In ABL-Package, the reasoning part is wrapped in the ``ReasonerBase`` class. In order to create an instance of this class, we first need to inherit the ``KBBase`` class to customize our knowledge base. Arguments of the ``__init__`` method of the knowledge base should at least contain ``pseudo_label_list`` which is a list of all pseudo labels. The ``logic_forward`` method of ``KBBase`` is an abstract method and we need to instantiate this method in our sub-class to give the ability of deduction to the knowledge base. In general, we can customize our knowledge base by

.. code:: python

class MyKB(KBBase):
def __init__(self, pseudo_label_list):
super().__init__(pseudo_label_list)
def logic_forward(self, *args, **kwargs):
# Deduction implementation...
return deduction_result

Aside from the knowledge base, the instantiation of the ``ReasonerBase`` also needs to set an extra argument called ``dist_func``, which is the consistency measure used to select the best candidate from all candidates. In general, we can instantiate our reasoner by

.. code:: python

kb = MyKB(pseudo_label_list)
reasoner = ReasonerBase(kb, dist_func="hamming")
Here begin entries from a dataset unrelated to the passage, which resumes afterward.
//! Scripted in-memory backend for unit tests

use super::{FetchBackend, FetchError, ScrapeRequest, ScrapedPage};
use async_trait::async_trait;
use std::collections::{HashMap, VecDeque};
use std::sync::Mutex;
use std::time::Duration;
use tokio::time::Instant;

/// Failure kinds a scripted response can produce
#[derive(Debug, Clone, Copy)]
pub(crate) enum Failure {
    Status(u16),
    RateLimited(Option<Duration>),
    Decode,
}

impl Failure {
    fn into_error(self, url: &str) -> FetchError {
        let url = url.to_string();
        match self {
            Self::Status(status) => FetchError::Status { url, status },
            Self::RateLimited(retry_after) => FetchError::RateLimited { url, retry_after },
            Self::Decode => FetchError::Decode {
                url,
                message: "scripted decode failure".to_string(),
            },
        }
    }
}

/// Answers each URL from a queue of scripted outcomes
///
/// Every call is recorded with its start time. A URL with nothing left in
/// its queue answers HTTP 404.
#[derive(Default)]
pub(crate) struct FakeBackend {
    scripts: Mutex<HashMap<String, VecDeque<Result<ScrapedPage, Failure>>>>,
    calls: Mutex<Vec<(String, Instant)>>,
    latency: Duration,
}

impl FakeBackend {
    pub(crate) fn new() -> Self {
        Self::default()
    }

    /// Makes every call take `latency` before answering
    pub(crate) fn with_latency(mut self, latency: Duration) -> Self {
        self.latency = latency;
        self
    }

    pub(crate) fn push_html(&self, url: &str, html: &str) {
        self.push_page(
            url,
            ScrapedPage {
                html: Some(html.to_string()),
                ..ScrapedPage::default()
            },
        );
    }

    pub(crate) fn push_page(&self, url: &str, page: ScrapedPage) {
        self.push(url, Ok(page));
    }

    pub(crate) fn push_failure(&self, url: &str, failure: Failure) {
        self.push(url, Err(failure));
    }

    /// URLs requested so far, with the instant each request started
    pub(crate) fn calls(&self) -> Vec<(String, Instant)> {
        self.calls.lock().unwrap().clone()
    }

    fn push(&self, url: &str, outcome: Result<ScrapedPage, Failure>) {
        self.scripts
            .lock()
            .unwrap()
            .entry(url.to_string())
            .or_default()
            .push_back(outcome);
    }
}

#[async_trait]
impl FetchBackend for FakeBackend {
    async fn scrape(&self, request: &ScrapeRequest) -> Result<ScrapedPage, FetchError> {
        self.calls
            .lock()
            .unwrap()
            .push((request.url.clone(), Instant::now()));

        if !self.latency.is_zero() {
            tokio::time::sleep(self.latency).await;
        }

        let next = self
            .scripts
            .lock()
            .unwrap()
            .get_mut(&request.url)
            .and_then(VecDeque::pop_front);

        match next {
            Some(Ok(page)) => Ok(page),
            Some(Err(failure)) => Err(failure.into_error(&request.url)),
            None => Err(Failure::Status(404).into_error(&request.url)),
        }
    }
}
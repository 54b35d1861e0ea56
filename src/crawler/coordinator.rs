//! Crawler coordinator - run orchestration
//!
//! Sequences one run end to end:
//! - Discover thread URLs on the listing page
//! - Extract each thread in discovery order, one at a time
//! - Fold per-thread outcomes into a `CrawlResult`
//! - Write the artifact

use crate::backend::{FetchBackend, FirecrawlBackend};
use crate::config::Config;
use crate::crawler::discover::ListingDiscoverer;
use crate::crawler::extract::{ExtractError, ThreadExtractor};
use crate::crawler::fields::ThreadSelectors;
use crate::crawler::throttle::{RateLimiter, RetryPolicy, ThrottledFetcher};
use crate::output::{write_crawl_result, CrawlResult, Post, RunStats};
use crate::url::ThreadUrlMatcher;
use crate::TrawlError;
use chrono::Utc;
use std::path::Path;
use std::time::Instant;
use url::Url;

/// Everything a run produced
#[derive(Debug)]
pub struct RunReport {
    /// The artifact contents
    pub result: CrawlResult,

    /// Threads left out, in discovery order
    pub failures: Vec<ExtractError>,

    pub stats: RunStats,
}

/// Main crawler coordinator structure
///
/// Owns all run state: the throttled fetcher (and with it the rate
/// limiter's last request time), the discoverer and the extractor.
pub struct Coordinator {
    config: Config,
    discoverer: ListingDiscoverer,
    extractor: ThreadExtractor,
    fetcher: ThrottledFetcher,
}

impl Coordinator {
    /// Creates a coordinator that fetches through `backend`
    ///
    /// # Arguments
    ///
    /// * `config` - A validated configuration
    /// * `backend` - The fetch backend every request goes through
    ///
    /// # Returns
    ///
    /// * `Ok(Coordinator)` - Ready to run
    /// * `Err(TrawlError)` - The listing URL, thread pattern or a selector is invalid
    pub fn new(config: Config, backend: Box<dyn FetchBackend>) -> Result<Self, TrawlError> {
        let listing_url = config.listing_url()?;
        let matcher = ThreadUrlMatcher::new(&config.forum.thread_pattern, &listing_url)?;
        let selectors = ThreadSelectors::compile(&config.selectors)?;

        let fetcher = ThrottledFetcher::new(
            backend,
            RateLimiter::new(config.crawler.min_delay()),
            RetryPolicy::new(config.crawler.max_attempts, config.crawler.backoff_base()),
        );

        Ok(Self {
            discoverer: ListingDiscoverer::new(
                listing_url,
                matcher.clone(),
                config.crawler.max_posts,
            ),
            extractor: ThreadExtractor::new(selectors, matcher),
            fetcher,
            config,
        })
    }

    /// Creates a coordinator backed by the Firecrawl API
    pub fn from_config(config: Config, api_key: String) -> Result<Self, TrawlError> {
        let backend = FirecrawlBackend::new(&config.backend, api_key)?;
        Self::new(config, Box::new(backend))
    }

    pub fn listing_url(&self) -> &Url {
        self.discoverer.listing_url()
    }

    /// Runs discovery only
    pub async fn discover(&mut self) -> Vec<Url> {
        self.discoverer.discover(&mut self.fetcher).await
    }

    /// Discovers and extracts every thread without writing anything
    pub async fn collect(&mut self) -> RunReport {
        let start_time = Instant::now();

        let urls = self.discover().await;
        if urls.is_empty() {
            tracing::warn!("No threads discovered; the artifact will contain no posts");
        }

        let total = urls.len();
        let mut outcomes = Vec::with_capacity(total);

        for (idx, url) in urls.iter().enumerate() {
            let outcome = self.extractor.extract(&mut self.fetcher, url).await;

            match &outcome {
                Ok(post) => tracing::info!("Successfully scraped post: {} ({})", post.title, url),
                Err(e) => tracing::error!("Skipping {}: {}", e.url(), e),
            }
            tracing::info!("Processed {}/{} threads", idx + 1, total);

            outcomes.push(outcome);
        }

        let mut report = fold_outcomes(
            &self.config.forum.name,
            self.listing_url().as_str(),
            &Utc::now().to_rfc3339(),
            total,
            outcomes,
        );
        report.stats.elapsed = start_time.elapsed();
        report
    }

    /// Runs the whole crawl and writes the artifact
    ///
    /// Per-thread failures never abort the run; only the final write can.
    pub async fn run(&mut self) -> Result<RunReport, TrawlError> {
        tracing::info!("Starting crawl of {}", self.config.forum.name);

        let report = self.collect().await;
        let output_path = Path::new(&self.config.output.json_path);

        if let Err(e) = write_crawl_result(&report.result, output_path) {
            tracing::error!("Failed to write {}: {}", output_path.display(), e);
            return Err(e);
        }

        tracing::info!(
            "Successfully saved {} posts to {} ({} failed)",
            report.result.posts_count,
            output_path.display(),
            report.stats.failed
        );

        Ok(report)
    }
}

/// Folds per-thread outcomes into a run report
///
/// Successful posts keep their relative order; failures are set aside.
pub fn fold_outcomes<I>(
    forum_name: &str,
    source_url: &str,
    crawl_date: &str,
    discovered: usize,
    outcomes: I,
) -> RunReport
where
    I: IntoIterator<Item = Result<Post, ExtractError>>,
{
    let mut stats = RunStats {
        discovered,
        ..RunStats::default()
    };
    let mut posts = Vec::new();
    let mut failures = Vec::new();

    for outcome in outcomes {
        stats.attempted += 1;
        match outcome {
            Ok(post) => {
                stats.succeeded += 1;
                stats.replies += post.replies.len();
                stats.undated += usize::from(post.date.is_none())
                    + post.replies.iter().filter(|r| r.date.is_none()).count();
                posts.push(post);
            }
            Err(e) => {
                stats.failed += 1;
                failures.push(e);
            }
        }
    }

    RunReport {
        result: CrawlResult::new(forum_name, source_url, crawl_date, posts),
        failures,
        stats,
    }
}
In the MNIST Add example, the reasoner looks like

.. code:: python

class AddKB(KBBase):
def __init__(self, pseudo_label_list):
super().__init__(pseudo_label_list)

# Implement the deduction function
def logic_forward(self, nums):
return sum(nums)

kb = AddKB(pseudo_label_list=list(range(10)))
reasoner = ReasonerBase(kb, dist_func="confidence")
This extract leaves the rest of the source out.